### What is being asked
Using the entries below, copy out all lines where "SourceCatalog" is found.
*** Opening of Data to examine ***
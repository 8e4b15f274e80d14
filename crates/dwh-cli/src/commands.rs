use std::path::Path;

use anyhow::Result;
use chrono::Local;
use comfy_table::{Cell, Color, Table};
use dwh_cli::pipeline::{PipelineConfig, run_pipeline};
use dwh_cli::summary::apply_table_style;
use dwh_cli::types::PipelineResult;
use dwh_ingest::{LoaderOptions, SourceCatalog};

use crate::cli::{RunArgs, SourcesArgs};

pub fn pipeline_config(args: &RunArgs) -> PipelineConfig {
    let as_of = args.as_of.unwrap_or_else(|| Local::now().date_naive());
    let mut config = PipelineConfig::new(&args.source_root, as_of);
    config.output_dir = args.output_dir.clone();
    config.loader = LoaderOptions {
        parallel: args.parallel_load,
        fail_fast: args.fail_fast,
    };
    config.dry_run = args.dry_run;
    config
}

pub fn run_run(args: &RunArgs) -> Result<PipelineResult> {
    let config = pipeline_config(args);
    Ok(run_pipeline(&config)?)
}

pub fn run_sources(args: &SourcesArgs) -> Result<()> {
    let catalog = SourceCatalog::new(&args.source_root);
    let mut table = Table::new();
    table.set_header(vec!["Entity", "System", "Extract", "Found"]);
    apply_table_style(&mut table);
    for (entity, path) in catalog.entries() {
        table.add_row(vec![
            Cell::new(entity.as_str()),
            Cell::new(entity.system().as_str()),
            Cell::new(path.display()),
            found_cell(&path),
        ]);
    }
    println!("{table}");
    Ok(())
}

fn found_cell(path: &Path) -> Cell {
    if path.is_file() {
        Cell::new("✓").fg(Color::Green)
    } else {
        Cell::new("missing").fg(Color::Red)
    }
}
*** Close of Data to examine ***
### Task response
use dwh_ingest::{LoaderOptions, SourceCatalog};
    let catalog = SourceCatalog::new(&args.source_root);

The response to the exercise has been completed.